But even as the words form on my tongue, I’m helpless to let them slip free. Powerless to the fear of what will happen if they do, because the mere idea of losing either of them feels unbearable at this point.
“It wasn’t him,” I say quickly. “And as for us speaking…I guess ten days in the same house kind of makes you get over your differences.”
Lie, lie, lie…like a fucking rug.
He must believe it, in any case, since he simply nods and accepts my words as the truth. However, it’s the relief in his eyes that only makes the guilt churning in my gut grow to vomit-inducing, and it’s then I realize two very crucial things.
Theo was right.
And I have not a damn clue of what I’m doing.
Twenty-Eight
Phoenix
My mood has been shit since last week’s Super Bowl party—all thanks to my inability to fess up to Kason about things with Holden—and the clouds of toxic doom around me have made no signs of lifting anytime soon. Though, there are moments when they break apart, and the sun shines through. Usually, in class, when Holden sends me a text message about something stupid that inevitably makes me smile while I’m sitting beside him.
I think my mood has even started infecting him, though. Which is exactly why I’ve decided to hole up in my room with my favorite episodes ofFriends,hoping it might help a bit. And if “pivot” doesn’t do the trick, I’m not really sure what will.
Or at least, that’s the thought when my phone buzzes on my chest, pulling my attention away from my laptop screen.
H: Wydrn?
A little grin lifts my lips, having no idea what the acronym stands for.
P: In English?
H: Are you eighty? I asked what you’re doing right now.

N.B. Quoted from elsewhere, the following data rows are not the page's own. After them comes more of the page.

//! Application services and ports.

#![forbid(unsafe_code)]

mod audit_service;
mod cart_service;
mod catalog_service;
mod order_service;
mod security_ports;
mod user_directory;

pub use audit_service::{AuditEntryRecord, AuditLogRepository, AuditService, NewAuditEntry};
pub use cart_service::{CartFeedback, CartService, CartStore};
pub use catalog_service::{CatalogPageQuery, CatalogService, ProductRepository};
pub use order_service::{
    CustomerOrders, OrderItemRecord, OrderRecord, OrderRepository, OrderService,
};
pub use security_ports::{AccessPolicy, require_permission};
pub use user_directory::{ProfileService, ProfileUpdate, UserDirectory};
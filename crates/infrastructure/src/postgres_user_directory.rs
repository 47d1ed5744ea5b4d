use async_trait::async_trait;
use sqlx::{FromRow, PgPool};

use storekeep_application::{ProfileUpdate, UserDirectory};
use storekeep_core::{AppError, AppResult};
use storekeep_domain::{UserId, UserProfile};

/// PostgreSQL-backed adapter over the identity store's user records.
#[derive(Clone)]
pub struct PostgresUserDirectory {
    pool: PgPool,
}

impl PostgresUserDirectory {
    /// Creates a directory with the provided connection pool.
    #[must_use]
    pub fn new(pool: PgPool) -> Self {
        Self { pool }
    }
}

#[derive(Debug, FromRow)]
struct UserRow {
    user_id: uuid::Uuid,
    email: String,
    display_name: String,
    cell_phone: Option<String>,
    country: Option<String>,
}

impl From<UserRow> for UserProfile {
    fn from(row: UserRow) -> Self {
        Self {
            id: UserId::from_uuid(row.user_id),
            email: row.email,
            display_name: row.display_name,
            cell_phone: row.cell_phone,
            country: row.country,
        }
    }
}

#[async_trait]
impl UserDirectory for PostgresUserDirectory {
    async fn find_by_id(&self, user_id: UserId) -> AppResult<Option<UserProfile>> {
        let row = sqlx::query_as::<_, UserRow>(
            r#"
            SELECT user_id, email, display_name, cell_phone, country
            FROM users
            WHERE user_id = $1
            "#,
        )
        .bind(user_id.as_uuid())
        .fetch_optional(&self.pool)
        .await
        .map_err(|error| AppError::Persistence(format!("failed to load user: {error}")))?;

        Ok(row.map(UserProfile::from))
    }

    async fn find_by_email(&self, email: &str) -> AppResult<Option<UserProfile>> {
        let row = sqlx::query_as::<_, UserRow>(
            r#"
            SELECT user_id, email, display_name, cell_phone, country
            FROM users
            WHERE LOWER(email) = LOWER($1)
            "#,
        )
        .bind(email)
        .fetch_optional(&self.pool)
        .await
        .map_err(|error| AppError::Persistence(format!("failed to load user: {error}")))?;

        Ok(row.map(UserProfile::from))
    }

    async fn update_profile(&self, user_id: UserId, update: &ProfileUpdate) -> AppResult<()> {
        let result = sqlx::query(
            r#"
            UPDATE users
            SET display_name = $2, cell_phone = $3, country = $4
            WHERE user_id = $1
            "#,
        )
        .bind(user_id.as_uuid())
        .bind(&update.display_name)
        .bind(&update.cell_phone)
        .bind(&update.country)
        .execute(&self.pool)
        .await
        .map_err(|error| {
            AppError::Persistence(format!("failed to update user profile: {error}"))
        })?;

        if result.rows_affected() == 0 {
            return Err(AppError::NotFound(format!("no user with id {user_id}")));
        }

        Ok(())
    }
}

I must be ancient, because I probably never would’ve pieced that one together.
P: Nothing, why?
H: Really? You’re doing absolutely nothing at all? Just staring at a blank wall?
P: Ceiling, actually.
H: Pics or it didn’t happen.
My smirk shifts into a full-blown grin, and I let out a little laugh. Never in my life did I think tossing banter and jabs back and forth with Holden would lift my spirits, yet here we are. The world works in funny ways sometimes.
P: You’re the definition of a man-child.
I find myself waiting and watching as the little bubble in the corner of the screen moves, indicating he’s typing out his response, only to realize just how addicted I’ve become to talking to him. A fact that becomes all the more obvious when my stomach does a little flip after his message finally pops through, followed by a second.
H: So you’ve said before. But you can either send a photo of you clearly watching Friends on your laptop (not nothing, by the way) or come open your window and let me in.
H: Unless it’s porn. Hard to tell from here. But if that’s the case, then you do your thing, and I’ll stay out here and watch.
My brows furrow as I reread the texts several times, still not entirely understanding what he’s saying.
Open my—
A gentle tap at my window scares me shitless, causing me to drop my phone to the floor and jump clear off my bed. My eyes flash to the window, and sure as shit, there’s Holden fucking Sykes standing on the fire escape.
Rushing over, I quickly unlock it and slide the pane of glass up and out of the way.
“What the hell are you doing?” I whisper-shout at him, a mixture of fear and adrenaline rushing through my veins like a rip current. “Are you trying to get caught?”